Fraud risk assessments have been shown to prevent occupational fraud and limit losses for victimized organizations. These tools have become more prevalent in recent years, according to “Occupational Fraud 2022: A Report to the Nations” published by the Association of Certified Fraud Examiners (ACFE). But although almost 50% of businesses perform fraud assessments, many owners and managers may be unaware of the value of these procedures and how the assessment process works.
When and why?
Fraud risk assessments generally are conducted by internal auditors, either on a standalone basis or as part of a comprehensive enterprise risk management program. You may want to conduct assessments annually or whenever there have been major organizational changes or disruptions.
The COVID-19 pandemic, when many businesses closed temporarily and many employees started working from home, may provide the impetus to conduct a fresh fraud risk assessment. For example, workers could have used unsecured Wi-Fi connections to log in to your network while working from home, your accounting department may have temporarily stopped rotating duties or employees tasked with overseeing certain antifraud activities may have left your organization.

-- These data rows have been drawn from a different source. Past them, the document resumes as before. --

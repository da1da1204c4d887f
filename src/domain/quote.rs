//! Quote inputs, change tracking and the priced snapshot.

use serde::{Deserialize, Serialize};
use time::{format_description::well_known::Rfc3339, OffsetDateTime};

use super::{entities::Dimensions, insurance::InsuranceOptions, outcome::PriceOutcome};

#[derive(Clone, Debug, Default, PartialEq, Serialize, Deserialize)]
pub struct CartonSelection {
    pub reference: String,
    /// Inner dimensions of the chosen carton, when known. They replace the
    /// freehand package dimensions for weight computation.
    #[serde(default)]
    pub dimensions: Option<Dimensions>,
}

#[derive(Clone, Debug, Default, PartialEq, Serialize, Deserialize)]
pub struct QuoteInputs {
    #[serde(default)]
    pub dimensions: Option<Dimensions>,
    #[serde(default)]
    pub actual_weight_kg: Option<f64>,
    /// ISO-3166 alpha-2 destination.
    #[serde(default)]
    pub destination: Option<String>,
    #[serde(default)]
    pub carton: Option<CartonSelection>,
    pub declared_value: f64,
    #[serde(default)]
    pub insurance: InsuranceOptions,
}

impl QuoteInputs {
    /// Carton dimensions take precedence over freehand entry.
    pub fn effective_dimensions(&self) -> Option<Dimensions> {
        self.carton
            .as_ref()
            .and_then(|carton| carton.dimensions)
            .filter(Dimensions::is_complete)
            .or_else(|| self.dimensions.filter(Dimensions::is_complete))
    }

    pub fn destination(&self) -> Option<&str> {
        self.destination
            .as_deref()
            .map(str::trim)
            .filter(|code| !code.is_empty())
    }
}

/// Which inputs moved since the previous snapshot.
#[derive(Clone, Copy, Debug, Default, PartialEq, Eq)]
pub struct ChangeSet {
    pub dimensions: bool,
    pub destination: bool,
    pub carton: bool,
    pub declared_value: bool,
    pub insurance: bool,
}

impl ChangeSet {
    pub fn all() -> Self {
        Self {
            dimensions: true,
            destination: true,
            carton: true,
            declared_value: true,
            insurance: true,
        }
    }

    /// Diff two input sets field by field.
    pub fn between(previous: &QuoteInputs, next: &QuoteInputs) -> Self {
        Self {
            dimensions: previous.dimensions != next.dimensions
                || previous.actual_weight_kg != next.actual_weight_kg,
            destination: previous.destination() != next.destination(),
            carton: previous.carton != next.carton,
            declared_value: previous.declared_value != next.declared_value,
            insurance: previous.insurance != next.insurance,
        }
    }

    pub fn is_empty(&self) -> bool {
        *self == Self::default()
    }

    /// Freehand dimensions feed the carton lookup's dimension fallback.
    pub fn affects_packaging(&self) -> bool {
        self.carton || self.dimensions
    }

    /// The carton can override the dimensions, so it feeds shipping too.
    pub fn affects_shipping(&self) -> bool {
        self.dimensions || self.destination || self.carton
    }

    pub fn affects_insurance(&self) -> bool {
        self.declared_value || self.insurance
    }
}

#[derive(Clone, Debug, PartialEq)]
pub struct PricingSnapshot {
    pub volumetric_weight_kg: f64,
    pub billable_weight_kg: f64,
    pub shipping: PriceOutcome,
    pub packaging: PriceOutcome,
    pub insurance: PriceOutcome,
    pub total: f64,
    pub computed_at: OffsetDateTime,
}

impl PricingSnapshot {
    pub fn compose(
        volumetric_weight_kg: f64,
        billable_weight_kg: f64,
        shipping: PriceOutcome,
        packaging: PriceOutcome,
        insurance: PriceOutcome,
    ) -> Self {
        let total = round_money(packaging.amount() + shipping.amount() + insurance.amount());
        Self {
            volumetric_weight_kg,
            billable_weight_kg,
            shipping,
            packaging,
            insurance,
            total,
            computed_at: OffsetDateTime::now_utc(),
        }
    }

    /// True when every component is either resolved or was not asked for.
    pub fn is_complete(&self) -> bool {
        [&self.shipping, &self.packaging, &self.insurance]
            .iter()
            .all(|outcome| !outcome.needs_attention())
    }

    pub fn computed_at_rfc3339(&self) -> Option<String> {
        self.computed_at.format(&Rfc3339).ok()
    }
}

pub fn round_money(amount: f64) -> f64 {
    (amount * 100.0).round() / 100.0
}

#[cfg(test)]
mod tests {
    use super::*;
    use crate::domain::outcome::Unresolved;

    #[test]
    fn carton_dimensions_override_freehand() {
        let mut inputs = QuoteInputs {
            dimensions: Some(Dimensions::new(40.0, 30.0, 20.0)),
            ..QuoteInputs::default()
        };
        assert_eq!(
            inputs.effective_dimensions(),
            Some(Dimensions::new(40.0, 30.0, 20.0))
        );

        inputs.carton = Some(CartonSelection {
            reference: "CARTON-L".to_string(),
            dimensions: Some(Dimensions::new(60.0, 40.0, 40.0)),
        });
        assert_eq!(
            inputs.effective_dimensions(),
            Some(Dimensions::new(60.0, 40.0, 40.0))
        );

        inputs.carton = Some(CartonSelection {
            reference: "CARTON-L".to_string(),
            dimensions: Some(Dimensions::new(0.0, 40.0, 40.0)),
        });
        assert_eq!(
            inputs.effective_dimensions(),
            Some(Dimensions::new(40.0, 30.0, 20.0))
        );
    }

    #[test]
    fn change_set_routes_to_dependents() {
        let before = QuoteInputs {
            destination: Some("DE".to_string()),
            declared_value: 300.0,
            ..QuoteInputs::default()
        };
        let mut after = before.clone();
        after.destination = Some(" DE ".to_string());
        assert!(ChangeSet::between(&before, &after).is_empty());

        after.carton = Some(CartonSelection::default());
        let changes = ChangeSet::between(&before, &after);
        assert!(changes.affects_packaging());
        assert!(changes.affects_shipping());
        assert!(!changes.affects_insurance());

        let mut resized = before.clone();
        resized.dimensions = Some(Dimensions::new(80.0, 60.0, 40.0));
        let changes = ChangeSet::between(&before, &resized);
        assert!(changes.affects_packaging());
        assert!(changes.affects_shipping());
        assert!(!changes.affects_insurance());
    }

    #[test]
    fn snapshot_sums_only_resolved_components() {
        let snapshot = PricingSnapshot::compose(
            5.0,
            5.0,
            PriceOutcome::Resolved(45.0),
            PriceOutcome::Unresolved(Unresolved::Undimensioned),
            PriceOutcome::Resolved(12.0),
        );
        assert_eq!(snapshot.total, 57.0);
        assert!(!snapshot.is_complete());
        assert!(snapshot.computed_at_rfc3339().is_some());
    }
}
use std::env;
use std::fs;
use std::io;
use std::path::{Path, PathBuf};
use std::time::Duration;

use directories::ProjectDirs;
use serde::{Deserialize, Serialize};
use serde_json::Error as SerdeError;
use tracing::{debug, info};

use crate::domain::insurance::InsurancePolicy;
use crate::domain::packaging::DEFAULT_TOLERANCE_CM;
use crate::domain::shipping::DEFAULT_LAST_BRACKET_SPAN_KG;
use crate::domain::weight::DEFAULT_VOLUMETRIC_DIVISOR;

const APP_QUALIFIER: &str = "com";
const APP_ORG: &str = "QuoteDesk";
const APP_NAME: &str = "QuotePricing";
const CONFIG_FILENAME: &str = "pricing.json";

pub const ENV_CATALOG_URL: &str = "QUOTE_PRICING_CATALOG_URL";
pub const ENV_API_TOKEN: &str = "QUOTE_PRICING_API_TOKEN";

#[derive(Clone, Debug, PartialEq, Serialize, Deserialize)]
#[serde(default)]
pub struct PricingConfig {
    pub catalog_base_url: String,
    pub api_token: Option<String>,
    pub cache_ttl_secs: u64,
    pub fetch_timeout_secs: u64,
    /// Shipping service priced by the engine.
    pub service_name: String,
    pub volumetric_divisor: f64,
    pub last_bracket_span_kg: f64,
    pub carton_tolerance_cm: f64,
    pub insurance: InsurancePolicy,
    /// Totals closer than this are not reported as changed.
    pub total_epsilon: f64,
}

impl Default for PricingConfig {
    fn default() -> Self {
        Self {
            catalog_base_url: "http://localhost:8080/api/catalog/".to_string(),
            api_token: None,
            cache_ttl_secs: 5 * 60,
            fetch_timeout_secs: 10,
            service_name: "EXPRESS".to_string(),
            volumetric_divisor: DEFAULT_VOLUMETRIC_DIVISOR,
            last_bracket_span_kg: DEFAULT_LAST_BRACKET_SPAN_KG,
            carton_tolerance_cm: DEFAULT_TOLERANCE_CM,
            insurance: InsurancePolicy::default(),
            total_epsilon: 0.01,
        }
    }
}

impl PricingConfig {
    pub fn cache_ttl(&self) -> Duration {
        Duration::from_secs(self.cache_ttl_secs)
    }

    pub fn fetch_timeout(&self) -> Duration {
        Duration::from_secs(self.fetch_timeout_secs)
    }

    pub fn from_path(path: &Path) -> Result<Self, ConfigError> {
        let data = fs::read_to_string(path)?;
        let config: Self = serde_json::from_str(&data)?;
        config.validate()?;
        Ok(config)
    }

    pub fn save(&self, path: &Path) -> Result<(), ConfigError> {
        if let Some(parent) = path.parent() {
            fs::create_dir_all(parent)?;
        }
        let json = serde_json::to_string_pretty(self)?;
        fs::write(path, json)?;
        Ok(())
    }

    /// Process environment wins over the file.
    pub fn with_env_overrides(self) -> Self {
        self.with_overrides(|key| env::var(key).ok())
    }

    fn with_overrides(mut self, lookup: impl Fn(&str) -> Option<String>) -> Self {
        if let Some(url) = lookup(ENV_CATALOG_URL).filter(|v| !v.trim().is_empty()) {
            debug!(%url, "catalog URL overridden from environment");
            self.catalog_base_url = url;
        }
        if let Some(token) = lookup(ENV_API_TOKEN).filter(|v| !v.trim().is_empty()) {
            self.api_token = Some(token);
        }
        self
    }

    pub fn validate(&self) -> Result<(), ConfigError> {
        let positive = [
            ("volumetric_divisor", self.volumetric_divisor),
            ("last_bracket_span_kg", self.last_bracket_span_kg),
            ("insurance.rate", self.insurance.rate),
        ];
        for (field, value) in positive {
            if !value.is_finite() || value <= 0.0 {
                return Err(ConfigError::InvalidValue {
                    field,
                    message: format!("must be positive, got {value}"),
                });
            }
        }

        let non_negative = [
            ("carton_tolerance_cm", self.carton_tolerance_cm),
            ("insurance.floor", self.insurance.floor),
            ("insurance.floor_threshold", self.insurance.floor_threshold),
            ("total_epsilon", self.total_epsilon),
        ];
        for (field, value) in non_negative {
            if !value.is_finite() || value < 0.0 {
                return Err(ConfigError::InvalidValue {
                    field,
                    message: format!("must not be negative, got {value}"),
                });
            }
        }

        if self.cache_ttl_secs == 0 {
            return Err(ConfigError::InvalidValue {
                field: "cache_ttl_secs",
                message: "must be at least one second".to_string(),
            });
        }
        if self.fetch_timeout_secs == 0 {
            return Err(ConfigError::InvalidValue {
                field: "fetch_timeout_secs",
                message: "must be at least one second".to_string(),
            });
        }
        if self.service_name.trim().is_empty() {
            return Err(ConfigError::InvalidValue {
                field: "service_name",
                message: "must not be empty".to_string(),
            });
        }
        Ok(())
    }
}

fn config_file() -> Option<PathBuf> {
    ProjectDirs::from(APP_QUALIFIER, APP_ORG, APP_NAME)
        .map(|dirs| dirs.config_dir().join(CONFIG_FILENAME))
}

/// Platform config file if present, defaults otherwise, then environment.
pub fn load_config() -> Result<PricingConfig, ConfigError> {
    let config = match config_file().filter(|path| path.exists()) {
        Some(path) => {
            info!(path = %path.display(), "loading pricing config");
            PricingConfig::from_path(&path)?
        }
        None => {
            debug!("no pricing config file, using defaults");
            PricingConfig::default()
        }
    };
    let config = config.with_env_overrides();
    config.validate()?;
    Ok(config)
}

#[derive(Debug, thiserror::Error)]
pub enum ConfigError {
    #[error(transparent)]
    Io(#[from] io::Error),
    #[error(transparent)]
    Serde(#[from] SerdeError),
    #[error("invalid `{field}`: {message}")]
    InvalidValue {
        field: &'static str,
        message: String,
    },
}
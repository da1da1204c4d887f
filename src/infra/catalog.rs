//! Seam to the two read-only catalog services.

use std::{fmt, time::Duration};

use async_trait::async_trait;
use thiserror::Error;

use crate::domain::{CartonCatalog, CatalogValidationError, ShippingGrid};

/// Transient failures while reaching a catalog. `Clone` so a single shared
/// fetch can hand the same failure to every waiter.
#[derive(Clone, Debug, Error, PartialEq)]
pub enum CatalogError {
    #[error("invalid URL: {0}")]
    InvalidUrl(String),
    #[error("http request error: {0}")]
    Http(String),
    #[error("catalog responded with HTTP {0}")]
    Status(u16),
    #[error("not authenticated against the catalog service")]
    Unauthenticated,
    #[error("catalog fetch timed out after {0:?}")]
    Timeout(Duration),
    #[error("api error: {0}")]
    Api(String),
    #[error("invalid catalog data: {0}")]
    Invalid(#[from] CatalogValidationError),
}

impl From<url::ParseError> for CatalogError {
    fn from(error: url::ParseError) -> Self {
        Self::InvalidUrl(error.to_string())
    }
}

impl From<reqwest::Error> for CatalogError {
    fn from(error: reqwest::Error) -> Self {
        match error.status() {
            Some(status)
                if status == reqwest::StatusCode::UNAUTHORIZED
                    || status == reqwest::StatusCode::FORBIDDEN =>
            {
                Self::Unauthenticated
            }
            Some(status) => Self::Status(status.as_u16()),
            None => Self::Http(error.to_string()),
        }
    }
}

#[derive(Clone, Copy, Debug, PartialEq, Eq, Hash)]
pub enum CatalogKind {
    Shipping,
    Cartons,
}

impl CatalogKind {
    pub fn name(&self) -> &'static str {
        match self {
            Self::Shipping => "shipping-grid",
            Self::Cartons => "cartons",
        }
    }
}

impl fmt::Display for CatalogKind {
    fn fmt(&self, f: &mut fmt::Formatter<'_>) -> fmt::Result {
        f.write_str(self.name())
    }
}

#[async_trait]
pub trait CatalogSource: Send + Sync {
    async fn fetch_shipping_grid(&self) -> Result<ShippingGrid, CatalogError>;

    async fn fetch_carton_catalog(&self) -> Result<CartonCatalog, CatalogError>;
}

/// Fixed in-memory catalogs, for offline use and tests.
#[derive(Clone, Debug, Default)]
pub struct StaticCatalog {
    pub grid: ShippingGrid,
    pub cartons: CartonCatalog,
}

impl StaticCatalog {
    pub fn new(grid: ShippingGrid, cartons: CartonCatalog) -> Self {
        Self { grid, cartons }
    }
}

#[async_trait]
impl CatalogSource for StaticCatalog {
    async fn fetch_shipping_grid(&self) -> Result<ShippingGrid, CatalogError> {
        Ok(self.grid.clone())
    }

    async fn fetch_carton_catalog(&self) -> Result<CartonCatalog, CatalogError> {
        Ok(self.cartons.clone())
    }
}
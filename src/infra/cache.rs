//! In-memory catalog cache with a staleness window and stale fallbacks.
//!
//! - Shipping grid and carton catalog are cached independently.
//! - Reads inside the window never touch the catalog service.
//! - Concurrent misses share one outstanding fetch per catalog.
//! - A failed or timed-out refresh serves the previous snapshot, however old.

use std::{sync::Arc, time::Duration};

use futures::future::{BoxFuture, FutureExt, Shared};
use tokio::{sync::Mutex, time::Instant};
use tracing::{debug, info, warn};

use crate::domain::{CartonCatalog, ShippingGrid};
use crate::infra::catalog::{CatalogError, CatalogKind, CatalogSource};
use crate::util::config::PricingConfig;

pub const DEFAULT_TTL: Duration = Duration::from_secs(5 * 60);
pub const DEFAULT_FETCH_TIMEOUT: Duration = Duration::from_secs(10);

#[derive(Clone, Copy, Debug, PartialEq, Eq)]
pub enum CacheStatus {
    /// Fetched by this very read.
    Fresh,
    /// Served from memory inside the staleness window.
    Cached,
    /// Refresh failed; older snapshot served.
    Stale,
    /// Refresh failed and nothing was ever loaded.
    Empty,
}

#[derive(Clone, Debug)]
pub struct CachedPayload<T> {
    pub data: Arc<T>,
    pub fetched_at: Option<Instant>,
    pub status: CacheStatus,
    /// Failure absorbed while producing this payload.
    pub error: Option<CatalogError>,
}

impl<T> CachedPayload<T> {
    pub fn is_loaded(&self) -> bool {
        self.status != CacheStatus::Empty
    }

    pub fn age(&self) -> Option<Duration> {
        self.fetched_at.map(|at| at.elapsed())
    }
}

/// Size hint for log lines.
pub trait CatalogSnapshot: Default + Send + Sync + 'static {
    fn entry_count(&self) -> usize;
}

impl CatalogSnapshot for ShippingGrid {
    fn entry_count(&self) -> usize {
        self.rate_count()
    }
}

impl CatalogSnapshot for CartonCatalog {
    fn entry_count(&self) -> usize {
        self.len()
    }
}

type FetchResult<T> = Result<(Arc<T>, Instant), CatalogError>;
type SharedFetch<T> = Shared<BoxFuture<'static, FetchResult<T>>>;
type Starter<T> = fn(Arc<dyn CatalogSource>) -> BoxFuture<'static, Result<T, CatalogError>>;

struct Cached<T> {
    value: Arc<T>,
    fetched_at: Instant,
}

impl<T> Cached<T> {
    fn is_fresh(&self, ttl: Duration) -> bool {
        self.fetched_at.elapsed() <= ttl
    }

    fn payload(&self, status: CacheStatus, error: Option<CatalogError>) -> CachedPayload<T> {
        CachedPayload {
            data: Arc::clone(&self.value),
            fetched_at: Some(self.fetched_at),
            status,
            error,
        }
    }
}

struct Slot<T> {
    entry: Option<Cached<T>>,
    in_flight: Option<SharedFetch<T>>,
}

impl<T> Default for Slot<T> {
    fn default() -> Self {
        Self {
            entry: None,
            in_flight: None,
        }
    }
}

pub struct PricingCache {
    source: Arc<dyn CatalogSource>,
    ttl: Duration,
    fetch_timeout: Duration,
    shipping: Mutex<Slot<ShippingGrid>>,
    cartons: Mutex<Slot<CartonCatalog>>,
}

impl PricingCache {
    pub fn new(source: Arc<dyn CatalogSource>) -> Self {
        Self {
            source,
            ttl: DEFAULT_TTL,
            fetch_timeout: DEFAULT_FETCH_TIMEOUT,
            shipping: Mutex::new(Slot::default()),
            cartons: Mutex::new(Slot::default()),
        }
    }

    pub fn from_config(source: Arc<dyn CatalogSource>, config: &PricingConfig) -> Self {
        Self::new(source)
            .with_ttl(config.cache_ttl())
            .with_fetch_timeout(config.fetch_timeout())
    }

    pub fn with_ttl(mut self, ttl: Duration) -> Self {
        self.ttl = ttl;
        self
    }

    pub fn with_fetch_timeout(mut self, timeout: Duration) -> Self {
        self.fetch_timeout = timeout;
        self
    }

    pub fn ttl(&self) -> Duration {
        self.ttl
    }

    pub async fn shipping_grid(&self) -> CachedPayload<ShippingGrid> {
        self.read(CatalogKind::Shipping, &self.shipping, false, fetch_shipping)
            .await
    }

    /// Bypasses the window; the carton catalog is left alone.
    pub async fn refresh_shipping_grid(&self) -> CachedPayload<ShippingGrid> {
        self.read(CatalogKind::Shipping, &self.shipping, true, fetch_shipping)
            .await
    }

    pub async fn carton_catalog(&self) -> CachedPayload<CartonCatalog> {
        self.read(CatalogKind::Cartons, &self.cartons, false, fetch_cartons)
            .await
    }

    /// Bypasses the window; the shipping grid is left alone.
    pub async fn refresh_carton_catalog(&self) -> CachedPayload<CartonCatalog> {
        self.read(CatalogKind::Cartons, &self.cartons, true, fetch_cartons)
            .await
    }

    pub async fn fetched_at(&self, kind: CatalogKind) -> Option<Instant> {
        match kind {
            CatalogKind::Shipping => self.shipping.lock().await.entry.as_ref().map(|e| e.fetched_at),
            CatalogKind::Cartons => self.cartons.lock().await.entry.as_ref().map(|e| e.fetched_at),
        }
    }

    /// Drops both snapshots; the next reads go to the catalog service.
    pub async fn clear(&self) {
        self.shipping.lock().await.entry = None;
        self.cartons.lock().await.entry = None;
    }

    async fn read<T>(
        &self,
        kind: CatalogKind,
        slot: &Mutex<Slot<T>>,
        force: bool,
        start: Starter<T>,
    ) -> CachedPayload<T>
    where
        T: CatalogSnapshot,
    {
        let pending = {
            let mut guard = slot.lock().await;
            if !force {
                if let Some(entry) = guard.entry.as_ref().filter(|e| e.is_fresh(self.ttl)) {
                    debug!(catalog = %kind, age = ?entry.fetched_at.elapsed(), "serving cached catalog");
                    return entry.payload(CacheStatus::Cached, None);
                }
            }

            match guard.in_flight.as_ref() {
                Some(pending) => {
                    debug!(catalog = %kind, "joining in-flight catalog fetch");
                    pending.clone()
                }
                None => {
                    let pending = self.start_fetch(kind, start).shared();
                    guard.in_flight = Some(pending.clone());
                    pending
                }
            }
        };

        let result = pending.clone().await;

        let mut guard = slot.lock().await;
        if guard
            .in_flight
            .as_ref()
            .map(|current| current.ptr_eq(&pending))
            .unwrap_or(false)
        {
            guard.in_flight = None;
        }

        match result {
            Ok((value, fetched_at)) => {
                let newer = guard
                    .entry
                    .as_ref()
                    .map(|entry| entry.fetched_at < fetched_at)
                    .unwrap_or(true);
                if newer {
                    info!(catalog = %kind, entries = value.entry_count(), "catalog snapshot replaced");
                    guard.entry = Some(Cached {
                        value: Arc::clone(&value),
                        fetched_at,
                    });
                }
                CachedPayload {
                    data: value,
                    fetched_at: Some(fetched_at),
                    status: CacheStatus::Fresh,
                    error: None,
                }
            }
            Err(error) => match guard.entry.as_ref() {
                Some(entry) => {
                    warn!(
                        catalog = %kind,
                        %error,
                        age = ?entry.fetched_at.elapsed(),
                        "catalog refresh failed, serving stale snapshot"
                    );
                    entry.payload(CacheStatus::Stale, Some(error))
                }
                None => {
                    warn!(catalog = %kind, %error, "catalog unavailable and nothing cached");
                    CachedPayload {
                        data: Arc::new(T::default()),
                        fetched_at: None,
                        status: CacheStatus::Empty,
                        error: Some(error),
                    }
                }
            },
        }
    }

    fn start_fetch<T>(&self, kind: CatalogKind, start: Starter<T>) -> BoxFuture<'static, FetchResult<T>>
    where
        T: CatalogSnapshot,
    {
        let source = Arc::clone(&self.source);
        let timeout = self.fetch_timeout;
        async move {
            debug!(catalog = %kind, "fetching catalog");
            match tokio::time::timeout(timeout, start(source)).await {
                Ok(Ok(value)) => Ok((Arc::new(value), Instant::now())),
                Ok(Err(error)) => Err(error),
                Err(_) => Err(CatalogError::Timeout(timeout)),
            }
        }
        .boxed()
    }
}

fn fetch_shipping(source: Arc<dyn CatalogSource>) -> BoxFuture<'static, Result<ShippingGrid, CatalogError>> {
    async move { source.fetch_shipping_grid().await }.boxed()
}

fn fetch_cartons(source: Arc<dyn CatalogSource>) -> BoxFuture<'static, Result<CartonCatalog, CatalogError>> {
    async move { source.fetch_carton_catalog().await }.boxed()
}

#[cfg(test)]
mod tests {
    use std::sync::atomic::{AtomicBool, AtomicUsize, Ordering};

    use async_trait::async_trait;

    use super::*;
    use crate::domain::CartonEntry;

    #[derive(Default)]
    struct CountingSource {
        grid_calls: AtomicUsize,
        carton_calls: AtomicUsize,
        failing: AtomicBool,
        delay: Option<Duration>,
    }

    impl CountingSource {
        fn slow(delay: Duration) -> Self {
            Self {
                delay: Some(delay),
                ..Self::default()
            }
        }

        fn grid_calls(&self) -> usize {
            self.grid_calls.load(Ordering::SeqCst)
        }

        fn carton_calls(&self) -> usize {
            self.carton_calls.load(Ordering::SeqCst)
        }

        fn fail(&self, failing: bool) {
            self.failing.store(failing, Ordering::SeqCst);
        }

        async fn pause(&self) -> Result<(), CatalogError> {
            if let Some(delay) = self.delay {
                tokio::time::sleep(delay).await;
            }
            if self.failing.load(Ordering::SeqCst) {
                Err(CatalogError::Unauthenticated)
            } else {
                Ok(())
            }
        }
    }

    #[async_trait]
    impl CatalogSource for CountingSource {
        async fn fetch_shipping_grid(&self) -> Result<ShippingGrid, CatalogError> {
            self.grid_calls.fetch_add(1, Ordering::SeqCst);
            self.pause().await?;
            Ok(ShippingGrid::default())
        }

        async fn fetch_carton_catalog(&self) -> Result<CartonCatalog, CatalogError> {
            let call = self.carton_calls.fetch_add(1, Ordering::SeqCst);
            self.pause().await?;
            let entry = CartonEntry {
                reference: format!("CARTON-{call}"),
                price: Some(8.0),
                inner: None,
                active: true,
            };
            Ok(CartonCatalog::new(vec![entry])?)
        }
    }

    fn cache_over(source: &Arc<CountingSource>) -> PricingCache {
        PricingCache::new(Arc::clone(source) as Arc<dyn CatalogSource>)
    }

    #[tokio::test(start_paused = true)]
    async fn reads_inside_window_do_not_refetch() {
        let source = Arc::new(CountingSource::default());
        let cache = cache_over(&source);

        assert_eq!(cache.carton_catalog().await.status, CacheStatus::Fresh);

        tokio::time::advance(Duration::from_secs(4 * 60)).await;
        let payload = cache.carton_catalog().await;
        assert_eq!(payload.status, CacheStatus::Cached);
        assert_eq!(source.carton_calls(), 1);

        tokio::time::advance(Duration::from_secs(2 * 60)).await;
        let payload = cache.carton_catalog().await;
        assert_eq!(payload.status, CacheStatus::Fresh);
        assert_eq!(payload.data.entries()[0].reference, "CARTON-1");
        assert_eq!(source.carton_calls(), 2);
    }

    #[tokio::test(start_paused = true)]
    async fn failed_refresh_serves_previous_snapshot() {
        let source = Arc::new(CountingSource::default());
        let cache = cache_over(&source);

        let first = cache.carton_catalog().await;
        source.fail(true);
        tokio::time::advance(Duration::from_secs(60 * 60)).await;

        let stale = cache.carton_catalog().await;
        assert_eq!(stale.status, CacheStatus::Stale);
        assert_eq!(stale.error, Some(CatalogError::Unauthenticated));
        assert!(Arc::ptr_eq(&stale.data, &first.data));
        assert_eq!(stale.fetched_at, first.fetched_at);
    }

    #[tokio::test(start_paused = true)]
    async fn failure_without_snapshot_is_empty() {
        let source = Arc::new(CountingSource::default());
        source.fail(true);
        let cache = cache_over(&source);

        let payload = cache.shipping_grid().await;
        assert_eq!(payload.status, CacheStatus::Empty);
        assert!(!payload.is_loaded());
        assert!(payload.data.is_empty());
        assert!(payload.error.is_some());
    }

    #[tokio::test(start_paused = true)]
    async fn concurrent_misses_share_one_fetch() {
        let source = Arc::new(CountingSource::slow(Duration::from_secs(1)));
        let cache = cache_over(&source);

        let (a, b, c) = tokio::join!(
            cache.shipping_grid(),
            cache.shipping_grid(),
            cache.refresh_shipping_grid()
        );

        assert_eq!(source.grid_calls(), 1);
        assert_eq!(a.status, CacheStatus::Fresh);
        assert!(Arc::ptr_eq(&a.data, &b.data));
        assert!(Arc::ptr_eq(&a.data, &c.data));
        assert_eq!(cache.shipping_grid().await.status, CacheStatus::Cached);
    }

    #[tokio::test(start_paused = true)]
    async fn slow_catalog_times_out_like_a_failure() {
        let source = Arc::new(CountingSource::slow(Duration::from_secs(60)));
        let cache = cache_over(&source).with_fetch_timeout(Duration::from_secs(5));

        let payload = cache.carton_catalog().await;
        assert_eq!(payload.status, CacheStatus::Empty);
        assert_eq!(
            payload.error,
            Some(CatalogError::Timeout(Duration::from_secs(5)))
        );
    }

    #[tokio::test(start_paused = true)]
    async fn force_refresh_is_per_catalog() {
        let source = Arc::new(CountingSource::default());
        let cache = cache_over(&source);

        cache.shipping_grid().await;
        cache.carton_catalog().await;

        let refreshed = cache.refresh_carton_catalog().await;
        assert_eq!(refreshed.status, CacheStatus::Fresh);
        assert_eq!(source.carton_calls(), 2);

        assert_eq!(cache.shipping_grid().await.status, CacheStatus::Cached);
        assert_eq!(source.grid_calls(), 1);
    }

    #[tokio::test(start_paused = true)]
    async fn clear_forces_next_read_to_fetch() {
        let source = Arc::new(CountingSource::default());
        let cache = cache_over(&source);

        cache.shipping_grid().await;
        assert!(cache.fetched_at(CatalogKind::Shipping).await.is_some());

        cache.clear().await;
        assert!(cache.fetched_at(CatalogKind::Shipping).await.is_none());
        cache.shipping_grid().await;
        assert_eq!(source.grid_calls(), 2);
    }
}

Typically, a fraud risk assessment starts in the areas where fraud is most likely to happen — such as accounts payable, purchasing and IT. But it’s important not to stop there. If you close a door in only one department, those bent on fraud will find openings elsewhere.
You must review your organization’s internal controls in the same way a dishonest employee would — as opportunities that pose relatively little risk of exposure. Employees might exploit weak internal controls via:
- Fraudulent financial reporting, such as improper revenue recognition and overstatement of assets,
- Misappropriation of assets, including embezzlement or theft,
- Improper expenditures, such as bribes, and
- Fraudulently obtained revenue and assets, including tax fraud.
Some schemes, such as payroll or purchasing fraud, can involve external people in addition to employees. Fraud may be limited or widespread and affect everything from individual accounts to entity-wide processes. So your business’s controls should address all levels — including owners and executives — every department and all types of fraud.
Interviewing key executives and managers is critical. They’ll provide you with a first glimpse of potential risk areas. Perhaps more important, these conversations will help you judge whether company leaders are setting the ethical “tone at the top” that’s integral to fraud prevention.
Next, identify the number and names of employees who handle or review accounting functions. How many, for example, reconcile bank statements or are authorized to make bank deposits? Spreading accounting and banking duties across multiple employees — or shouldering some of the review processes yourself — provides segregation and oversight that are essential to deterring fraud. If segregation of accounting duties was suspended during the COVID-19 lockdown and never reinstated, make sure you activate it immediately. A combination of job rotation and mandatory vacation has been shown to reduce fraud losses in victimized organizations by 54%, making it the most effective antifraud control.
Also consider your company’s key performance indicators. Fraud risks, for example, can show up in the performance of sales goals or in inventory management. And review antifraud spending. Compliance training, internal controls monitoring and ongoing risk reviews should be included in your business’s budget.
The final step is to adjust your controls (and, possibly, introduce new ones) to address any fraud risks you’ve discovered. What if your small business doesn’t have the internal resources to conduct a fraud risk assessment? (Only 17% of businesses with fewer than 100 employees perform risk assessments.) If so, engage a professional fraud expert to do the job. It’s too important a tool to leave in the box.